[TASK TO COMPLETE]
Repeat the records below exactly, beginning at the first line and finishing with the line that contains "newlines, dropping blanks".

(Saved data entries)
· · · ·
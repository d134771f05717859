//! Priority-ordered rule groups for scoring candidate releases
//!
//! A group holds rules ordered by priority. The first rule a candidate
//! satisfies decides the match and its order.

use anyhow::Result;
use parking_lot::RwLock;
use regex::{Regex, RegexBuilder};
use serde::Serialize;
use tracing::{debug, warn};

use crate::db::{Database, FilterGroupRecord, FilterRuleRecord};

const GB: f64 = 1024.0 * 1024.0 * 1024.0;

/// A release to check against a group
#[derive(Debug, Clone, Default)]
pub struct FilterCandidate {
    pub title: String,
    pub subtitle: String,
    pub size_bytes: u64,
    /// Free/promotion tag of the release, if known
    pub promotion: Option<String>,
}

#[derive(Debug, Clone, PartialEq, Eq, Serialize)]
pub struct FilterMatch {
    pub matched: bool,
    pub order: i64,
    pub message: String,
}

/// `min,max` in GB. A single value is the maximum.
#[derive(Debug, Clone, Copy, Default, PartialEq)]
pub struct SizeLimit {
    pub min: Option<f64>,
    pub max: Option<f64>,
}

impl SizeLimit {
    pub fn parse(value: &str) -> Self {
        let value = value.trim();
        if value.is_empty() {
            return Self::default();
        }
        let number = |s: &str| s.trim().parse::<f64>().ok().filter(|v| *v > 0.0);
        match value.split_once(',') {
            Some((min, max)) => Self {
                min: number(min),
                max: number(max),
            },
            None => Self {
                min: None,
                max: number(value),
            },
        }
    }

    pub fn contains(&self, size_bytes: u64) -> bool {
        let gb = size_bytes as f64 / GB;
        self.min.is_none_or(|min| gb >= min) && self.max.is_none_or(|max| gb <= max)
    }
}

/// Split a stored pattern list on newlines, dropping blanks
pub fn split_patterns(value: &str) -> Vec<String> {
    value
        .lines()
        .map(str::trim)
        .filter(|l| !l.is_empty())
        .map(str::to_string)
        .collect()
}

#[derive(Debug, Clone, Serialize)]
pub struct RuleInfo {
    pub id: i64,
    pub group: i64,
    pub name: String,
    pub pri: String,
    pub include: Vec<String>,
    pub exclude: Vec<String>,
    pub size: String,
    pub free: String,
}

impl From<&FilterRuleRecord> for RuleInfo {
    fn from(rule: &FilterRuleRecord) -> Self {
        Self {
            id: rule.id,
            group: rule.group_id.parse().unwrap_or_default(),
            name: rule.name.clone(),
            pri: rule.priority.clone(),
            include: split_patterns(&rule.include),
            exclude: split_patterns(&rule.exclude),
            size: rule.size_limit.clone(),
            free: rule.note.clone(),
        }
    }
}

#[derive(Debug, Clone, Serialize)]
pub struct GroupInfo {
    pub id: i64,
    pub name: String,
    pub default: String,
    pub rules: Vec<RuleInfo>,
}

struct CompiledRule {
    info: RuleInfo,
    priority: i64,
    include: Vec<Regex>,
    exclude: Vec<Regex>,
    size: SizeLimit,
}

impl CompiledRule {
    fn new(record: &FilterRuleRecord) -> Self {
        let info = RuleInfo::from(record);
        let compile = |patterns: &[String]| -> Vec<Regex> {
            patterns
                .iter()
                .filter_map(|p| match RegexBuilder::new(p).case_insensitive(true).build() {
                    Ok(re) => Some(re),
                    Err(e) => {
                        warn!(rule_id = record.id, pattern = %p, error = %e, "Ignoring invalid filter pattern");
                        None
                    }
                })
                .collect()
        };
        Self {
            priority: record.priority.trim().parse().unwrap_or_default(),
            include: compile(&info.include),
            exclude: compile(&info.exclude),
            size: SizeLimit::parse(&record.size_limit),
            info,
        }
    }

    fn matches(&self, candidate: &FilterCandidate) -> bool {
        let text = format!("{} {}", candidate.title, candidate.subtitle);
        if !self.include.iter().all(|re| re.is_match(&text)) {
            return false;
        }
        if self.exclude.iter().any(|re| re.is_match(&text)) {
            return false;
        }
        if candidate.size_bytes > 0 && !self.size.contains(candidate.size_bytes) {
            return false;
        }
        match (candidate.promotion.as_deref(), self.info.free.trim()) {
            (Some(promo), free) if !promo.is_empty() && !free.is_empty() => promo.eq_ignore_ascii_case(free),
            _ => true,
        }
    }
}

struct CompiledGroup {
    record: FilterGroupRecord,
    rules: Vec<CompiledRule>,
}

/// Cached filter groups
#[derive(Default)]
pub struct RuleFilter {
    groups: RwLock<Vec<CompiledGroup>>,
}

impl RuleFilter {
    pub fn new() -> Self {
        Self::default()
    }

    pub fn with_groups(groups: Vec<(FilterGroupRecord, Vec<FilterRuleRecord>)>) -> Self {
        let filter = Self::new();
        filter.set_groups(groups);
        filter
    }

    fn set_groups(&self, groups: Vec<(FilterGroupRecord, Vec<FilterRuleRecord>)>) {
        let compiled = groups
            .into_iter()
            .map(|(record, rules)| {
                let mut rules: Vec<CompiledRule> = rules.iter().map(CompiledRule::new).collect();
                rules.sort_by_key(|r| r.priority);
                CompiledGroup { record, rules }
            })
            .collect();
        *self.groups.write() = compiled;
    }

    /// Reload every group and rule from the database
    pub async fn reload(&self, db: &Database) -> Result<()> {
        let repo = db.filter_rules();
        let groups = repo.list_groups().await?;
        let rules = repo.list_rules(None).await?;
        let mut grouped = Vec::with_capacity(groups.len());
        for group in groups {
            let id = group.id.to_string();
            let members = rules.iter().filter(|r| r.group_id == id).cloned().collect();
            grouped.push((group, members));
        }
        debug!(groups = grouped.len(), rules = rules.len(), "Filter rules loaded");
        self.set_groups(grouped);
        Ok(())
    }

    /// Check a candidate against `group`, or the default group
    pub fn check(&self, candidate: &FilterCandidate, group: Option<i64>) -> FilterMatch {
        let groups = self.groups.read();
        let selected = match group {
            Some(id) => groups.iter().find(|g| g.record.id == id),
            None => groups.iter().find(|g| g.record.is_default),
        };
        let Some(selected) = selected else {
            return FilterMatch {
                matched: true,
                order: 0,
                message: String::new(),
            };
        };

        match selected.rules.iter().find(|r| r.matches(candidate)) {
            Some(rule) => FilterMatch {
                matched: true,
                order: rule.priority,
                message: rule.info.name.clone(),
            },
            None => FilterMatch {
                matched: false,
                order: 0,
                message: format!("no rule in {} matched", selected.record.name),
            },
        }
    }

    pub fn rule_detail(&self, group: i64, rule: i64) -> Option<RuleInfo> {
        self.groups
            .read()
            .iter()
            .find(|g| g.record.id == group)?
            .rules
            .iter()
            .find(|r| r.info.id == rule)
            .map(|r| r.info.clone())
    }

    /// All groups with their rules in priority order
    pub fn rule_infos(&self) -> Vec<GroupInfo> {
        self.groups
            .read()
            .iter()
            .map(|g| GroupInfo {
                id: g.record.id,
                name: g.record.name.clone(),
                default: if g.record.is_default { "Y" } else { "N" }.to_string(),
                rules: g.rules.iter().map(|r| r.info.clone()).collect(),
            })
            .collect()
    }
}

/// A rule of a built-in group
#[derive(Debug, Clone, Serialize)]
pub struct BuiltinRule {
    pub name: &'static str,
    pub pri: &'static str,
    pub include: &'static [&'static str],
    pub exclude: &'static [&'static str],
    pub size: &'static str,
    pub free: &'static str,
}

#[derive(Debug, Clone, Serialize)]
pub struct BuiltinGroup {
    pub id: i64,
    pub name: &'static str,
    pub rules: &'static [BuiltinRule],
}

static BUILTIN_GROUPS: &[BuiltinGroup] = &[
    BuiltinGroup {
        id: 1,
        name: "Everyday",
        rules: &[
            BuiltinRule {
                name: "1080p BluRay",
                pri: "1",
                include: &[r"1080[pi]", r"blu-?ray|remux"],
                exclude: &[r"\b(cam|ts|tc|hdtc)\b", r"[Hh][Ee][Vv][Cc]"],
                size: "2,40",
                free: "",
            },
            BuiltinRule {
                name: "1080p WEB",
                pri: "2",
                include: &[r"1080[pi]", r"web-?(dl|rip)"],
                exclude: &[r"\b(cam|ts|tc|hdtc)\b"],
                size: "1,20",
                free: "",
            },
            BuiltinRule {
                name: "720p",
                pri: "3",
                include: &[r"720p"],
                exclude: &[r"\b(cam|ts|tc|hdtc)\b"],
                size: "0,10",
                free: "",
            },
        ],
    },
    BuiltinGroup {
        id: 2,
        name: "4K",
        rules: &[
            BuiltinRule {
                name: "2160p REMUX",
                pri: "1",
                include: &[r"2160p|4k|uhd", r"remux"],
                exclude: &[],
                size: "20,120",
                free: "",
            },
            BuiltinRule {
                name: "2160p",
                pri: "2",
                include: &[r"2160p|4k|uhd"],
                exclude: &[r"\b(cam|ts|tc|hdtc)\b"],
                size: "5,80",
                free: "",
            },
        ],
    },
    BuiltinGroup {
        id: 3,
        name: "Free only",
        rules: &[BuiltinRule {
            name: "Free",
            pri: "1",
            include: &[],
            exclude: &[],
            size: "",
            free: "FREE",
        }],
    },
];

/// Rule groups that ship with the service
pub fn builtin_rule_groups() -> &'static [BuiltinGroup] {
    BUILTIN_GROUPS
}

#[cfg(test)]
mod tests {
    use super::*;
    use pretty_assertions::assert_eq;

    fn group(id: i64, default: bool) -> FilterGroupRecord {
        FilterGroupRecord {
            id,
            name: format!("group{}", id),
            is_default: default,
            note: String::new(),
        }
    }

    fn rule(id: i64, group: i64, pri: &str, include: &str, exclude: &str, size: &str) -> FilterRuleRecord {
        FilterRuleRecord {
            id,
            group_id: group.to_string(),
            name: format!("rule{}", id),
            priority: pri.to_string(),
            include: include.to_string(),
            exclude: exclude.to_string(),
            size_limit: size.to_string(),
            note: String::new(),
        }
    }

    fn candidate(title: &str, gb: f64) -> FilterCandidate {
        FilterCandidate {
            title: title.to_string(),
            size_bytes: (gb * GB) as u64,
            ..Default::default()
        }
    }

    #[test]
    fn test_lowest_priority_rule_wins() {
        let filter = RuleFilter::with_groups(vec![(
            group(1, true),
            vec![rule(1, 1, "10", "1080p", "", ""), rule(2, 1, "2", "1080p\nbluray", "", "")],
        )]);
        let result = filter.check(&candidate("Film.2020.1080p.BluRay.x264", 0.0), None);
        assert_eq!(result.order, 2);
        assert!(result.matched);

        let result = filter.check(&candidate("Film.2020.1080p.WEB-DL", 0.0), None);
        assert_eq!(result.order, 10);
    }

    #[test]
    fn test_exclude_and_size_limit() {
        let filter = RuleFilter::with_groups(vec![(
            group(1, false),
            vec![rule(1, 1, "1", "1080p", "HDTC", "1,10")],
        )]);
        assert!(!filter.check(&candidate("Film 1080p hdtc", 2.0), Some(1)).matched);
        assert!(!filter.check(&candidate("Film 1080p", 12.0), Some(1)).matched);
        assert!(filter.check(&candidate("Film 1080p", 4.0), Some(1)).matched);
        assert!(filter.check(&candidate("Film 1080p", 0.0), Some(1)).matched);
    }

    #[test]
    fn test_missing_group_matches_with_zero_order() {
        let filter = RuleFilter::new();
        let result = filter.check(&candidate("anything", 1.0), None);
        assert_eq!(
            result,
            FilterMatch {
                matched: true,
                order: 0,
                message: String::new()
            }
        );
    }

    #[test]
    fn test_promotion_checked_only_when_known() {
        let mut free = rule(1, 1, "1", "", "", "");
        free.note = "FREE".to_string();
        let filter = RuleFilter::with_groups(vec![(group(1, true), vec![free])]);

        let mut c = candidate("Film", 1.0);
        assert!(filter.check(&c, None).matched);
        c.promotion = Some("free".to_string());
        assert!(filter.check(&c, None).matched);
        c.promotion = Some("2XFREE".to_string());
        assert!(!filter.check(&c, None).matched);
    }

    #[test]
    fn test_size_limit_parse() {
        assert_eq!(SizeLimit::parse("1,10"), SizeLimit { min: Some(1.0), max: Some(10.0) });
        assert_eq!(SizeLimit::parse("8"), SizeLimit { min: None, max: Some(8.0) });
        assert_eq!(SizeLimit::parse("0,5"), SizeLimit { min: None, max: Some(5.0) });
        assert_eq!(SizeLimit::parse(""), SizeLimit::default());
    }

    #[tokio::test]
    async fn test_reload_from_database() {
        let db = Database::connect_in_memory().await.unwrap();
        let repo = db.filter_rules();
        let gid = repo.add_group("Main", true).await.unwrap();
        repo.save_rule(
            crate::db::SaveFilterRule {
                group_id: gid,
                name: "hd".to_string(),
                priority: "5".to_string(),
                include: "720p\n1080p".to_string(),
                ..Default::default()
            },
            None,
        )
        .await
        .unwrap();

        let filter = RuleFilter::new();
        filter.reload(&db).await.unwrap();
        let infos = filter.rule_infos();
        assert_eq!(infos.len(), 1);
        assert_eq!(infos[0].default, "Y");
        assert_eq!(infos[0].rules[0].include, vec!["720p", "1080p"]);
        let rule_id = infos[0].rules[0].id;
        assert_eq!(filter.rule_detail(gid, rule_id).unwrap().name, "hd");
    }

    #[test]
    fn test_builtin_groups_have_unique_ids() {
        let ids: Vec<i64> = builtin_rule_groups().iter().map(|g| g.id).collect();
        let mut deduped = ids.clone();
        deduped.dedup();
        assert_eq!(ids, deduped);
    }
}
· · · ·
[EXERCISE ANSWER]
repository d134771f05717859
//! Priority-ordered rule groups for scoring candidate releases
//!
//! A group holds rules ordered by priority. The first rule a candidate
//! satisfies decides the match and its order.

use anyhow::Result;
use parking_lot::RwLock;
use regex::{Regex, RegexBuilder};
use serde::Serialize;
use tracing::{debug, warn};

use crate::db::{Database, FilterGroupRecord, FilterRuleRecord};

const GB: f64 = 1024.0 * 1024.0 * 1024.0;

/// A release to check against a group
#[derive(Debug, Clone, Default)]
pub struct FilterCandidate {
    pub title: String,
    pub subtitle: String,
    pub size_bytes: u64,
    /// Free/promotion tag of the release, if known
    pub promotion: Option<String>,
}

#[derive(Debug, Clone, PartialEq, Eq, Serialize)]
pub struct FilterMatch {
    pub matched: bool,
    pub order: i64,
    pub message: String,
}

/// `min,max` in GB. A single value is the maximum.
#[derive(Debug, Clone, Copy, Default, PartialEq)]
pub struct SizeLimit {
    pub min: Option<f64>,
    pub max: Option<f64>,
}

impl SizeLimit {
    pub fn parse(value: &str) -> Self {
        let value = value.trim();
        if value.is_empty() {
            return Self::default();
        }
        let number = |s: &str| s.trim().parse::<f64>().ok().filter(|v| *v > 0.0);
        match value.split_once(',') {
            Some((min, max)) => Self {
                min: number(min),
                max: number(max),
            },
            None => Self {
                min: None,
                max: number(value),
            },
        }
    }

    pub fn contains(&self, size_bytes: u64) -> bool {
        let gb = size_bytes as f64 / GB;
        self.min.is_none_or(|min| gb >= min) && self.max.is_none_or(|max| gb <= max)
    }
}

/// Split a stored pattern list on newlines, dropping blanks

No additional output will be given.